The Normandy-based commentator explained that Catholic bishops should be far warier of any attempt to stifle freedom of speech that may prevent Christian apologetics against Islam or homosexual behavior, even though the law contained positive measures against removing anti-Semitism and child pornography. 

Meanwhile, the "Avia Law" is being mocked for its double standards as French politician Laetitia Avia, who proposed the bill and after whom the law has been named, is herself facing accusations of making "sexist, racist and homophobic" comments.

"Hate speech" remains elusive and undefined in the new law

Speaking to Church Militant, human rights commentator Andrew Tettenborn said that "the prospects for self-censorship that the Avia Law is likely to lead to are distinctly worrying."  

"This is a disturbing trend, with first Germany and now France introducing measures that will maker it more difficult to hold an effective argument online," the legal expert confirmed.

"This isn't the end of it either," Prof. Tettenborn warned. "The EU is planning next Spring to introduce Euro-legislation with much the same effect: at least Brexit means that this won't affect the U.K., which will be able to make up its own mind on such matters." 

Free speech advocacy group Article 19 pointed out that the bill also "covers search engines explicitly," noting that "the result will be a chilling effect on online freedom of expression in France."

"The law effectively enables the French state to devolve online censorship to the dominant tech companies, who will be expected to act as judge and jury in determining what is 'manifestly illegal' content. The law covers a wide range of content so this is not always going to be a straightforward decision," the group's senior legal officer Gabrielle Guillemin explained.

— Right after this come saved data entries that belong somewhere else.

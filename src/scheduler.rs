//! The cooperative, tick-driven work loop.
//!
//! A [`Renderer`] owns all render generation state of one mounted tree. An external driver calls
//! [`Renderer::tick`] repeatedly, each time with a [`Deadline`]. Work only ever suspends between two fibers, and a
//! finished generation is always committed within the tick that finished it.

use crate::{
	element::{Element, ElementType, PropValue, Props, CHILDREN},
	error::RenderError,
	fiber::{Fiber, FiberId, FiberTree},
	hooks::{Hooks, Invalidation},
	host::{self, Host},
	reconcile::reconcile_children,
};
use core::time::Duration;
use std::{rc::Rc, time::Instant};
use tracing::{debug, error, instrument, trace, trace_span};

/// When a tick's remaining time drops below this, the tick yields.
pub const YIELD_MARGIN: Duration = Duration::from_millis(1);

/// Decides when a tick has to hand control back to its driver. Polled after each unit of work.
pub trait Deadline {
	fn should_yield(&mut self) -> bool;
}
impl<D: Deadline + ?Sized> Deadline for &mut D {
	fn should_yield(&mut self) -> bool {
		(**self).should_yield()
	}
}

/// Never yields: runs the current generation to completion.
#[derive(Clone, Copy, Debug, Default)]
pub struct Unbounded;
impl Deadline for Unbounded {
	fn should_yield(&mut self) -> bool {
		false
	}
}

/// Yields after a fixed number of units of work. At least one unit is always processed.
#[derive(Clone, Copy, Debug)]
pub struct UnitBudget(pub usize);
impl Deadline for UnitBudget {
	fn should_yield(&mut self) -> bool {
		self.0 = self.0.saturating_sub(1);
		self.0 == 0
	}
}

/// Yields once less than [`YIELD_MARGIN`] remains until this instant.
///
/// Note that [`Instant::now`] is unavailable on `wasm32-unknown-unknown`. Use `web_sys::IdleDeadline` there.
impl Deadline for Instant {
	fn should_yield(&mut self) -> bool {
		self.saturating_duration_since(Instant::now()) < YIELD_MARGIN
	}
}

/// What a [`Renderer::tick`] achieved.
#[derive(Clone, Copy, Debug, PartialEq, Eq)]
pub enum Progress {
	/// There was nothing to do.
	Idle,
	/// The deadline was reached with work remaining.
	Yielded,
	/// A generation was committed.
	Committed,
}

/// The render generation state of one tree mounted into one container.
#[derive(Debug)]
pub struct Renderer<H: Host> {
	pub(crate) host: H,
	pub(crate) tree: FiberTree<H::Node>,
	pub(crate) current_root: Option<FiberId>,
	pub(crate) wip_root: Option<FiberId>,
	pub(crate) next_unit_of_work: Option<FiberId>,
	pub(crate) deletions: Vec<FiberId>,
	/// Where an interrupted commit resumes.
	pub(crate) commit_cursor: Option<FiberId>,
	/// Host calls already applied for the deletion or fiber an interrupted commit resumes with.
	pub(crate) commit_steps: usize,
	pub(crate) invalidation: Invalidation,
}
impl<H: Host> Renderer<H> {
	pub fn new(host: H) -> Self {
		Self {
			host,
			tree: FiberTree::new(),
			current_root: None,
			wip_root: None,
			next_unit_of_work: None,
			deletions: Vec::new(),
			commit_cursor: None,
			commit_steps: 0,
			invalidation: Invalidation::default(),
		}
	}

	pub fn host(&self) -> &H {
		&self.host
	}

	pub fn host_mut(&mut self) -> &mut H {
		&mut self.host
	}

	pub fn into_host(self) -> H {
		self.host
	}

	pub fn fibers(&self) -> &FiberTree<H::Node> {
		&self.tree
	}

	/// The root of the last committed tree.
	pub fn current_root(&self) -> Option<FiberId> {
		self.current_root
	}

	/// The root of the generation in progress.
	pub fn wip_root(&self) -> Option<FiberId> {
		self.wip_root
	}

	/// The fiber the next tick will process.
	pub fn next_unit_of_work(&self) -> Option<FiberId> {
		self.next_unit_of_work
	}

	/// Old fibers the generation in progress will remove, in discovery order.
	pub fn deletions(&self) -> &[FiberId] {
		&self.deletions
	}

	/// Whether a tick would do anything.
	pub fn has_pending_work(&self) -> bool {
		self.wip_root.is_some() || (self.current_root.is_some() && self.invalidation.is_raised())
	}

	/// Requests that `container` shows `element`.
	///
	/// Nothing happens until the next [`tick`](`Renderer::tick`). Any unfinished generation is discarded, and so is a
	/// pending re-render requested by a [`Setter`](`crate::Setter`): the queued state changes are picked up by the new
	/// generation instead.
	#[instrument(skip(self, element, container), fields(element_type = %element.element_type))]
	pub fn render(&mut self, element: Element, container: H::Node) {
		if self.invalidation.take() {
			debug!("Folding pending state changes into the new render.");
		}
		let props = Props::new().with(CHILDREN, PropValue::Children(vec![element]));
		self.start_generation(Fiber::root(container, Rc::new(props), self.current_root));
	}

	fn start_generation(&mut self, root: Fiber<H::Node>) {
		let root = self.tree.insert(root);
		if let Some(superseded) = self.wip_root.replace(root) {
			debug!(?superseded, "Discarding unfinished generation.");
		}
		debug!(?root, alternate = ?self.tree[root].alternate, "Starting generation.");
		self.deletions.clear();
		self.commit_cursor = None;
		self.commit_steps = 0;
		self.next_unit_of_work = Some(root);
	}

	/// Restarts from the committed root if a [`Setter`](`crate::Setter`) was called since the last check.
	fn check_invalidation(&mut self) {
		let current_root = match self.current_root {
			Some(current_root) => current_root,
			None => return,
		};
		if !self.invalidation.take() {
			return;
		}

		debug!("State changed. Re-rendering from the committed root.");
		let current = &self.tree[current_root];
		let container = match current.node.clone() {
			Some(container) => container,
			None => return error!(?current_root, "Committed root lost its container. Ignoring state change."),
		};
		let root = Fiber::root(container, Rc::clone(&current.props), Some(current_root));
		self.start_generation(root)
	}

	/// Processes fibers until the work runs out or `deadline` asks to yield, then commits a finished generation.
	///
	/// # Errors
	///
	/// Aborts on the first failing unit of work or commit step. The failing unit is left as the next unit of work, and
	/// an interrupted commit resumes at the fiber that failed.
	#[instrument(level = "debug", skip_all)]
	pub fn tick(&mut self, mut deadline: impl Deadline) -> Result<Progress, RenderError<H::Error>> {
		let mut progress = Progress::Idle;
		loop {
			self.check_invalidation();
			let unit = match self.next_unit_of_work {
				Some(unit) => unit,
				None => break,
			};
			self.next_unit_of_work = self.perform_unit_of_work(unit)?;
			if self.next_unit_of_work.is_some() && deadline.should_yield() {
				progress = Progress::Yielded;
				break;
			}
		}

		if self.next_unit_of_work.is_none() && self.wip_root.is_some() {
			self.commit_root()?;
			progress = Progress::Committed;
		}
		trace!(?progress);
		Ok(progress)
	}

	/// Ticks without deadline until no work is left, including re-renders requested by effects.
	///
	/// # Errors
	///
	/// See [`tick`](`Renderer::tick`).
	pub fn flush(&mut self) -> Result<(), RenderError<H::Error>> {
		while self.has_pending_work() {
			self.tick(Unbounded)?;
		}
		Ok(())
	}

	/// Reconciles the children of `id` and returns the next fiber in pre-order.
	fn perform_unit_of_work(&mut self, id: FiberId) -> Result<Option<FiberId>, RenderError<H::Error>> {
		let span = trace_span!("Unit of work", ?id, element_type = %self.tree[id].element_type);
		let _enter = span.enter();

		match self.tree[id].element_type.clone() {
			ElementType::Component(component) => {
				let invalidation = self.invalidation.clone();
				let fiber = &self.tree[id];
				let previous = fiber.alternate.map_or(&[][..], |alternate| &self.tree[alternate].hooks[..]);
				let mut hooks = Hooks::new(previous, &invalidation);
				let element = component.render(&mut hooks, &fiber.props);
				let hooks = hooks.finish();
				self.tree[id].hooks = hooks;
				reconcile_children(&mut self.tree, &mut self.deletions, id, vec![element]);
			}
			ElementType::Host(tag) => {
				let fiber = &self.tree[id];
				let children = fiber
					.props
					.children()
					.ok_or_else(|| RenderError::MalformedChildren { element_type: tag.clone() })?
					.to_vec();
				if fiber.node.is_none() {
					let node = host::create_node(&mut self.host, &tag, &fiber.props).map_err(RenderError::Host)?;
					trace!(?node, "Created host node.");
					self.tree[id].node = Some(node);
				}
				reconcile_children(&mut self.tree, &mut self.deletions, id, children);
			}
		}

		let root = self.wip_root.unwrap_or(id);
		Ok(self.tree.successor(id, root))
	}
}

When large, powerful social media companies censor opinions with which they disagree, they exercise a dangerous power.

However, in an ironic twist, Article 19's executive director Quinn McKew condemned President Donald Trump's Executive Order 13925 of May 28 Preventing Online Censorship noting that Twitter's "fact-checking is not censorship, it is more speech."

"When large, powerful social media companies censor opinions with which they disagree, they exercise a dangerous power. They cease functioning as passive bulletin boards and ought to be viewed and treated as content creators," Trump stated in his order.  

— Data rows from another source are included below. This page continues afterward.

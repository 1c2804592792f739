//! Eager one-shot mounting, without fibers or diffing.

use crate::{
	element::{Element, ElementType},
	error::RenderError,
	hooks::{Hooks, Invalidation},
	host::{attach_listeners, create_node, Host},
};
use tracing::{instrument, trace, trace_span};

/// Recursively creates host nodes for `element` and appends the result to `container`.
///
/// Components are invoked once with a throwaway hook context: state starts at its initial value, effects never run
/// and setters have no effect. The whole tree is validated and built before it is attached, so a malformed element
/// leaves `container` untouched.
///
/// # Errors
///
/// [`RenderError::MalformedChildren`] if any element's `children` prop is not a sequence of elements,
/// [`RenderError::Host`] if a host operation fails.
#[instrument(skip(host, element), fields(element_type = %element.element_type))]
pub fn render_immediate<H: Host + ?Sized>(host: &mut H, element: &Element, container: &H::Node) -> Result<(), RenderError<H::Error>> {
	let invalidation = Invalidation::default();
	let node = mount(host, element, &invalidation)?;
	host.append_child(container, &node).map_err(RenderError::Host)
}

fn mount<H: Host + ?Sized>(host: &mut H, element: &Element, invalidation: &Invalidation) -> Result<H::Node, RenderError<H::Error>> {
	let span = trace_span!("Mounting", element_type = %element.element_type);
	let _enter = span.enter();

	match &element.element_type {
		ElementType::Component(component) => {
			let mut hooks = Hooks::new(&[], invalidation);
			let rendered = component.render(&mut hooks, &element.props);
			drop(hooks.finish());
			mount(host, &rendered, invalidation)
		}
		ElementType::Host(tag) => {
			let children = element
				.props
				.children()
				.ok_or_else(|| RenderError::MalformedChildren { element_type: tag.clone() })?;
			let node = create_node(host, tag, &element.props).map_err(RenderError::Host)?;
			attach_listeners(host, &node, &element.props).map_err(RenderError::Host)?;
			for child in children {
				let child = mount(host, child, invalidation)?;
				host.append_child(&node, &child).map_err(RenderError::Host)?;
			}
			trace!(?node, children = children.len(), "Mounted.");
			Ok(node)
		}
	}
}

The Lutte contre la haine sur internet (law to combat hate on the internet) also hints at censoring other websites that might be determined "racist, anti-Semitic, anti-Muslim, homophobic or sexist." 

Free speech advocates accused the French government and the Assemblée Nationale for exploiting fear over online Wuhan virus misinformation to pass the new law, noting that "one of the flaws of the new French act is that there are no penalties if social media networks wrongly remove content that is later found not to be in violation of any laws or community guidelines."